DATA RECORDS:
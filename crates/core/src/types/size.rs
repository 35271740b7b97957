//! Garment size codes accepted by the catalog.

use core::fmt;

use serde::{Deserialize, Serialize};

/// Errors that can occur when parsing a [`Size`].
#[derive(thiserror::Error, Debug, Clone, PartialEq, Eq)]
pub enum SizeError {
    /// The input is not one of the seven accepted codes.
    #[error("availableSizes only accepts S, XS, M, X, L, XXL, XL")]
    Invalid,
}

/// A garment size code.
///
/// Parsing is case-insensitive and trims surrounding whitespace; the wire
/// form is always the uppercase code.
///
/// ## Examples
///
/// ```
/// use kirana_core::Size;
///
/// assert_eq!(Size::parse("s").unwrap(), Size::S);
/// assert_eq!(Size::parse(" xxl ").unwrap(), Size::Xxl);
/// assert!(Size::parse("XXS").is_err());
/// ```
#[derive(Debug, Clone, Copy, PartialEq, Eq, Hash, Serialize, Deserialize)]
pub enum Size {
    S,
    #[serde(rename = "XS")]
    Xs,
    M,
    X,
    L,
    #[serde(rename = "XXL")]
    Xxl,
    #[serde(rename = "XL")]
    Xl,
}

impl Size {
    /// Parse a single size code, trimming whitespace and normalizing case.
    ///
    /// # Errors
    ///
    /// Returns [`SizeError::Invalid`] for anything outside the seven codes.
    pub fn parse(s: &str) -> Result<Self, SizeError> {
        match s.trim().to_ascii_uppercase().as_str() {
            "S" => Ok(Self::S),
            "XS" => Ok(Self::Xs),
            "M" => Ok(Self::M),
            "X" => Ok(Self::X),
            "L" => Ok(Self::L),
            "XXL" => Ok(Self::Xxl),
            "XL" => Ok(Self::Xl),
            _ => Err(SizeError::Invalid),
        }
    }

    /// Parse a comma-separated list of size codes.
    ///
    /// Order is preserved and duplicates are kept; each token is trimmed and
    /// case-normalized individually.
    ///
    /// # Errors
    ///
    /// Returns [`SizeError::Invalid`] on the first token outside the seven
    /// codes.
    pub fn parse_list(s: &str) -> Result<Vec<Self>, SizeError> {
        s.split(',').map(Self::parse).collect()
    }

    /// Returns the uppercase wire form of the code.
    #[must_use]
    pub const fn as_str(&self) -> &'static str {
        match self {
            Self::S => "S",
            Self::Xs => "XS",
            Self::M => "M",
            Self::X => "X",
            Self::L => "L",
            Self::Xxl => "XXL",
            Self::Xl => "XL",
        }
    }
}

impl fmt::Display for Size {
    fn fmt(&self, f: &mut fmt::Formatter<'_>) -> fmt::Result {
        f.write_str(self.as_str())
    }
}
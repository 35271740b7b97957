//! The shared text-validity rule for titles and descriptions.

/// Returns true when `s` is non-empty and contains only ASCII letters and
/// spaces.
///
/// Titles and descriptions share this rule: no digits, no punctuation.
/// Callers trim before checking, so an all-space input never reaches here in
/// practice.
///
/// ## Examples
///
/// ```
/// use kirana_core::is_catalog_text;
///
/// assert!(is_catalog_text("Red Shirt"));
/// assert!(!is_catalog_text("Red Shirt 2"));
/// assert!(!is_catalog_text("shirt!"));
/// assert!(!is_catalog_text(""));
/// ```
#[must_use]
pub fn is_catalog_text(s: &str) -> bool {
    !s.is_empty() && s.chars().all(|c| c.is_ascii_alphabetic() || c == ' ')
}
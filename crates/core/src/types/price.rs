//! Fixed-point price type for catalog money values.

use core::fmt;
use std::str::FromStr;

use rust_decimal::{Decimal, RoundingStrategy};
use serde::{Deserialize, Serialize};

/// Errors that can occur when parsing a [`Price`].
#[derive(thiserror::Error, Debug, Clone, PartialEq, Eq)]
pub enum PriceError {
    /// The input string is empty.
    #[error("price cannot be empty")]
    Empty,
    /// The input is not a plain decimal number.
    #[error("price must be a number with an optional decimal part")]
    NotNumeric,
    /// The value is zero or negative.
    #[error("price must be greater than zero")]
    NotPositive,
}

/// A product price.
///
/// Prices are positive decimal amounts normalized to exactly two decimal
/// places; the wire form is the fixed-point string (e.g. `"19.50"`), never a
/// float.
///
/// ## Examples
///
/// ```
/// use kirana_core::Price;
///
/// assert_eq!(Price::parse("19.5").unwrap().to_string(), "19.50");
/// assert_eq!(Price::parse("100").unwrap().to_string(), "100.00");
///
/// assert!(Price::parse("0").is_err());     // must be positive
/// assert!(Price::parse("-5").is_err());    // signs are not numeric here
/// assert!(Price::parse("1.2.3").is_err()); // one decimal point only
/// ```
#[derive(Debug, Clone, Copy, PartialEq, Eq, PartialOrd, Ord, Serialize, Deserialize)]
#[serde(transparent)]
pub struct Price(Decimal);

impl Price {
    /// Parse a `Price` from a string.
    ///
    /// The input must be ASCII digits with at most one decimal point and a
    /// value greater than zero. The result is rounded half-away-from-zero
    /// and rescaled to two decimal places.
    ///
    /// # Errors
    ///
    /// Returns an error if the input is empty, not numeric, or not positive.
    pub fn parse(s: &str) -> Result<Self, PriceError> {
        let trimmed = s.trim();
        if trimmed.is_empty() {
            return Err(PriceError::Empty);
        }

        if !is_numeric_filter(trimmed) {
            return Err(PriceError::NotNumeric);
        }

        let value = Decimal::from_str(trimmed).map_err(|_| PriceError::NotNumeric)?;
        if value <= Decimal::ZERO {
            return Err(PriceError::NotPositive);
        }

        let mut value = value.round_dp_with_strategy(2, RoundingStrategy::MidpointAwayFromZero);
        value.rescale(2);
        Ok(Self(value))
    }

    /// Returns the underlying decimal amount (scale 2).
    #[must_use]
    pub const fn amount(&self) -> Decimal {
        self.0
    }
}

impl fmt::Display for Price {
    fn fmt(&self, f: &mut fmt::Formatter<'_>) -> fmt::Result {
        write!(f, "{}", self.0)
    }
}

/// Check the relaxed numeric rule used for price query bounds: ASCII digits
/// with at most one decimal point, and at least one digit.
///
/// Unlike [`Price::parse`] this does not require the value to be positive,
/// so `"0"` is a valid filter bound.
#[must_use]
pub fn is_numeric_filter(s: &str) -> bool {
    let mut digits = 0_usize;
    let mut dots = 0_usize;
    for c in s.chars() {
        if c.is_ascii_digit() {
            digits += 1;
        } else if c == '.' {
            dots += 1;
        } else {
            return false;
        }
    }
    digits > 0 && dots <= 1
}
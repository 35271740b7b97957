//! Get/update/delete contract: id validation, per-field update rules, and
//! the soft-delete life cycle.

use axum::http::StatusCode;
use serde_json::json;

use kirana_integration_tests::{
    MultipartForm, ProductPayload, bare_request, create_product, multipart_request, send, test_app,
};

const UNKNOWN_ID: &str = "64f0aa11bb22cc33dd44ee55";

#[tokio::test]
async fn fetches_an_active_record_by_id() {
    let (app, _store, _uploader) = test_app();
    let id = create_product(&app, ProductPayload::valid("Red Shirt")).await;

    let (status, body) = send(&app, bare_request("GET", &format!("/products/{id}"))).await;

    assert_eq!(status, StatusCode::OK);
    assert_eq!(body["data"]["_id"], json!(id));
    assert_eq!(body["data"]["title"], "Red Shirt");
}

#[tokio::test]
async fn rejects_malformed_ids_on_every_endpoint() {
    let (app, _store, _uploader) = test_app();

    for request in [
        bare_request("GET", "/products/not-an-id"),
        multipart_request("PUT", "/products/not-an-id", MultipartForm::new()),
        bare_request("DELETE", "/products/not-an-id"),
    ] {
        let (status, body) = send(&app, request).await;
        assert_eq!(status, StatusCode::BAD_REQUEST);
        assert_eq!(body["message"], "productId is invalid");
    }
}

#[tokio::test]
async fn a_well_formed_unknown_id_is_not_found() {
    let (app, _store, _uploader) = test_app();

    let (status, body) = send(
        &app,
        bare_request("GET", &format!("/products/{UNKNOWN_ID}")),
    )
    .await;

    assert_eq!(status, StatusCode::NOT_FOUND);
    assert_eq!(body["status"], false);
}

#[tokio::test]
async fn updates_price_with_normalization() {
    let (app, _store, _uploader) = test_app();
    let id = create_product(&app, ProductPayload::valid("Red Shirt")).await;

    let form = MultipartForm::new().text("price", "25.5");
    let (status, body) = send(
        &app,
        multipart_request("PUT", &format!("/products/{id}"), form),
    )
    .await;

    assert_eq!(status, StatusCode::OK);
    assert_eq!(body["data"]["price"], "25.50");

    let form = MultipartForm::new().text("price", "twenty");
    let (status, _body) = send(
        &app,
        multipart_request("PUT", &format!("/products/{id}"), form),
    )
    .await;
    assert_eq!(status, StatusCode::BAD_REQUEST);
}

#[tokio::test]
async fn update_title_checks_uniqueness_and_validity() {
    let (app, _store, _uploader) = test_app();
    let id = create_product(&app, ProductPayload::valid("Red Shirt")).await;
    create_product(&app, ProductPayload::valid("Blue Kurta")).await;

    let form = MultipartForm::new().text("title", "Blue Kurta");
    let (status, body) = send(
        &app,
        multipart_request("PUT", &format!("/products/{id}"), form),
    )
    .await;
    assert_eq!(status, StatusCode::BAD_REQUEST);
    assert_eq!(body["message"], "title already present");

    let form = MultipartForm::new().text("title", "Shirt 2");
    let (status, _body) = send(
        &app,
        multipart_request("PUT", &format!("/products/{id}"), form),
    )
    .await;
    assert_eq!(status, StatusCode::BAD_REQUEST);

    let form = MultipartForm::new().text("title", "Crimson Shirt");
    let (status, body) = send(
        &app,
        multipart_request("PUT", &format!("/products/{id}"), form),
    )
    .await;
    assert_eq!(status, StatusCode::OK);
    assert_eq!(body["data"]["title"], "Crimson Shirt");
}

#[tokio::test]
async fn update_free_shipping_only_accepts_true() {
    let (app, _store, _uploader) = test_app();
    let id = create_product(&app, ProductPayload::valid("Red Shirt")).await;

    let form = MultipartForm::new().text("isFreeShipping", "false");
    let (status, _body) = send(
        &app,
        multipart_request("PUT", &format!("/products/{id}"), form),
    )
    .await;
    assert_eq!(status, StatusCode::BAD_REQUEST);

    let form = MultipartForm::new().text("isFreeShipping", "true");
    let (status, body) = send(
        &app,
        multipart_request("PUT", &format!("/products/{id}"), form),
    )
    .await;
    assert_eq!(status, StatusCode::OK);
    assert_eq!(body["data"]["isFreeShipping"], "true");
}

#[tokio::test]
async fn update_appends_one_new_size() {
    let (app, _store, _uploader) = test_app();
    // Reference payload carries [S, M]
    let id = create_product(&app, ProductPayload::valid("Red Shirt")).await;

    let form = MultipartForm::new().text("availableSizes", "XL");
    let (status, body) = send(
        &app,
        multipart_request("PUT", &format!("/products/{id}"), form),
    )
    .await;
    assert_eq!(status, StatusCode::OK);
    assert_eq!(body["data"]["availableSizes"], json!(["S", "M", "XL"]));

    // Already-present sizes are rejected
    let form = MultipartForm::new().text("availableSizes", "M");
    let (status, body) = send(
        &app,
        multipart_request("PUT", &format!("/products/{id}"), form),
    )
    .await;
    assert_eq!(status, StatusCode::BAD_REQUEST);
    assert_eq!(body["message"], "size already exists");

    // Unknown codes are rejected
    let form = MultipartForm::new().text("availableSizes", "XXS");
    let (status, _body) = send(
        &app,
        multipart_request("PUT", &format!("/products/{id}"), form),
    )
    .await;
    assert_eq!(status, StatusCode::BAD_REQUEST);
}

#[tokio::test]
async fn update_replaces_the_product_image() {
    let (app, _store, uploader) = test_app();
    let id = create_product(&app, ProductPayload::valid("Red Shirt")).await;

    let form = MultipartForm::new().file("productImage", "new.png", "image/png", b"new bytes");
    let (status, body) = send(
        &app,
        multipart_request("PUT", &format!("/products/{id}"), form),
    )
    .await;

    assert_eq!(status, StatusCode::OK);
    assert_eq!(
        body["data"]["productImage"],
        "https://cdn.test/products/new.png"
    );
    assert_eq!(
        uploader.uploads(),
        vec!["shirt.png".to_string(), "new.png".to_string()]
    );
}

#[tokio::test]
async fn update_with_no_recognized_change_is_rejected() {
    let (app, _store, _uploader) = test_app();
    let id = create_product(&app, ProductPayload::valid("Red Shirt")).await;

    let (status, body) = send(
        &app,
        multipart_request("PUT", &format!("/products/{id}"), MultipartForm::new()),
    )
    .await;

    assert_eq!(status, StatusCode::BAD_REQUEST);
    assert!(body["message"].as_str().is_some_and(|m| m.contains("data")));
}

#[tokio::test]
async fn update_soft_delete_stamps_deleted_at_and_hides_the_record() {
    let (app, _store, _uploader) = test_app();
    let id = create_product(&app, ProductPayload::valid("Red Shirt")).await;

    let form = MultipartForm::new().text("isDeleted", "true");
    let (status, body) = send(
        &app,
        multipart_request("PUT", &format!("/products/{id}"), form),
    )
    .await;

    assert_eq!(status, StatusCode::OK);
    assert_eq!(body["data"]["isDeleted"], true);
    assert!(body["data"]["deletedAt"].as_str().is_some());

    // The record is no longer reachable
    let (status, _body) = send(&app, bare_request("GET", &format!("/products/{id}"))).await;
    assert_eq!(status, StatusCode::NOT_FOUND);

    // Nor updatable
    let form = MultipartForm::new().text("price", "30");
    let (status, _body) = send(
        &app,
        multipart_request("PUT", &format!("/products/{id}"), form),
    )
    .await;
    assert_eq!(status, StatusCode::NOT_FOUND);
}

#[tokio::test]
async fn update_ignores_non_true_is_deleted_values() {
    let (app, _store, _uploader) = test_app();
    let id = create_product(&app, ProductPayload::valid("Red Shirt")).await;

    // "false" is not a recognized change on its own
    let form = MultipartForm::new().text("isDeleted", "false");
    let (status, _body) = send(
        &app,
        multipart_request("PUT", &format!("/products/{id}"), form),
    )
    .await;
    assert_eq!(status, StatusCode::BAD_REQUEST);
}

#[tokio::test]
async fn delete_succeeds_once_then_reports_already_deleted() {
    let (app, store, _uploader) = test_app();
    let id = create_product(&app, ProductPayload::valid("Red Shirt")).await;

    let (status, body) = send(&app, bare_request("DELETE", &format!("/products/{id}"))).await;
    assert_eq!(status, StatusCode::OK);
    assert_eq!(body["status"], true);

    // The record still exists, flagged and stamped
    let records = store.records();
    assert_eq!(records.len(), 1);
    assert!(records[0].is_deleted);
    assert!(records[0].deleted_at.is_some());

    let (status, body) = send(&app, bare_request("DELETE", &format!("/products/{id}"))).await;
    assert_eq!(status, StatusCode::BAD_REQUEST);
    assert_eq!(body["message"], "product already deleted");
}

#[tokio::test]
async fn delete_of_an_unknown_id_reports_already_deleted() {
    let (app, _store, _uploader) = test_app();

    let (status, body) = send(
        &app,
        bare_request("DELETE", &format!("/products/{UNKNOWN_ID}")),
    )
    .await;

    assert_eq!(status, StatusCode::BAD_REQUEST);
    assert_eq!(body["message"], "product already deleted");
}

TASK PROMPT:
Looking through the data above, copy out each line in which the string "NotNumeric" occurs.

RESPONSE TO THE EXERCISE:
    NotNumeric,
            return Err(PriceError::NotNumeric);
        let value = Decimal::from_str(trimmed).map_err(|_| PriceError::NotNumeric)?;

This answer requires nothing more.